Military history being a central part of Latin America's development, LaFrance decided to coedit a book with Errol D. Jones on the subject, which resulted in their Latin American Military History: An Annotated Bibliography. The editors picked experts in the field to write thirteen individual chapters on the different aspects of the military history. LaFrance also contributed the chapter on Mexican military history. The chapters cover the various nations, as well as the different periods in history. Paul B. Goodwin, Jr. wrote in the Journal of Military History that the book "is an excellent compilation of primary and secondary sources published to about 1990." And P. L. Holmer noted in Choice that, "considering the recent Latin experience with military governments, this is a tool that will be appreciated by a wide audience."

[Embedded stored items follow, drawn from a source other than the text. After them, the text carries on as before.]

//! Sign In Use Case
//!
//! Validates the form, delegates to the provider and classifies failures.

use std::sync::Arc;

use platform::client::ClientInfo;

use crate::application::classify::SignInFailure;
use crate::application::config::AuthConfig;
use crate::application::navigation::Route;
use crate::application::submission::InFlightSubmissions;
use crate::domain::form::SignInForm;
use crate::domain::provider::{AuthProvider, Flow, ProviderParams, ProviderSession};
use crate::error::{AuthError, AuthResult};

/// Sign in output
#[derive(Debug)]
pub struct SignInOutput {
    /// Session issued by the provider
    pub session: ProviderSession,
    /// Remember me flag (controls cookie persistence)
    pub remember_me: bool,
    /// Where to send the user next
    pub redirect_to: Route,
}

/// Sign in use case
pub struct SignInUseCase<P>
where
    P: AuthProvider,
{
    provider: Arc<P>,
    in_flight: Arc<InFlightSubmissions>,
    config: Arc<AuthConfig>,
}

impl<P> SignInUseCase<P>
where
    P: AuthProvider,
{
    pub fn new(
        provider: Arc<P>,
        in_flight: Arc<InFlightSubmissions>,
        config: Arc<AuthConfig>,
    ) -> Self {
        Self {
            provider,
            in_flight,
            config,
        }
    }

    pub async fn execute(&self, form: SignInForm, client: &ClientInfo) -> AuthResult<SignInOutput> {
        let credentials = form.validate().map_err(AuthError::Validation)?;

        let _submission = self
            .in_flight
            .begin(Flow::SignIn, credentials.email.as_str())?;

        let params = ProviderParams::sign_in(
            credentials.email.as_str(),
            credentials.password.expose(),
        );

        match self
            .provider
            .sign_in(&self.config.provider_name, params, client)
            .await
        {
            Ok(session) => {
                tracing::info!(
                    user_id = %session.user_id,
                    remember_me = credentials.remember_me,
                    "User signed in"
                );

                Ok(SignInOutput {
                    session,
                    remember_me: credentials.remember_me,
                    redirect_to: Route::Dashboard,
                })
            }
            Err(e) => {
                tracing::error!(error = %e, ip = ?client.ip, "Sign in rejected by provider");

                let failure = SignInFailure::classify(&e);
                Err(AuthError::SignInFailed(failure))
            }
        }
    }
}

LaFrance returns to the subject of Mexican history in Patriotism, Politics, and Popular Liberalism in Nineteenth-Century Mexico: Juan Francisco Lucas and the Puebla Sierra, which looks at the critical period in Mexican history from 1855 to 1910. Specifically, LaFrance, who wrote the book with Guy P. C. Thomson, looks at Juan Francisco Lucas. Lucas was a military leader from the Sierra Norte region of the state of Puebla who inspired and recruited native troops to support the political causes of the time. Lucas had earned such loyalty from the people that Mexican leaders had to accept his importance in the political arena. Of this book, Matthew Butler, writing in Journal of Latin American Studies, said, "This volume is an impressively well-researched regional history which examines the popular 'take-up' of liberal ideas in Puebla from the nineteenth-century civil wars to the revolution." And Historian contributor Jennie Purnell called the book a "major contribution" to the history of Mexico.


BIOGRAPHICAL AND CRITICAL SOURCES:


PERIODICALS


American Historical Review, February, 1991, review of The Mexican Revolution in Puebla, 1908-1913: The Maderista Movement and the Failure of Liberal Reform, p. 295.

Americas, October, 1990, Douglas Richmond, review of The Mexican Revolution in Puebla, p. 242.

Choice, March, 1990, review of The Mexican Revolution in Puebla, p. 1219; June, 1993, P. L. Holmer, review of Latin American Military History: An Annotated Bibliography, p. 1606.

Historian, summer, 2001, Jennie Purnell, review of Patriotism, Politics, and Popular Liberalism in Nineteenth-Century Mexico: Juan Francisco Lucas and the Puebla Sierra, p. 852.

Journal of Latin American Studies, February, 1991, Alan Knight, review of The Mexican Revolution in Puebla, p. 234; February, 2002, Matthew Butler, review of Patriotism, Politics, and Popular Liberalism in Nineteenth-Century Mexico, p. 172.

Journal of Military History, October, 1993, Paul B. Goodwin, Jr., review of Latin American Military History, p. 745.

Journal of Social History, summer, 2001, Robert H. Jackson, review of Patriotism, Politics, and Popular Liberalism in Nineteenth-Century Mexico, p. 1026.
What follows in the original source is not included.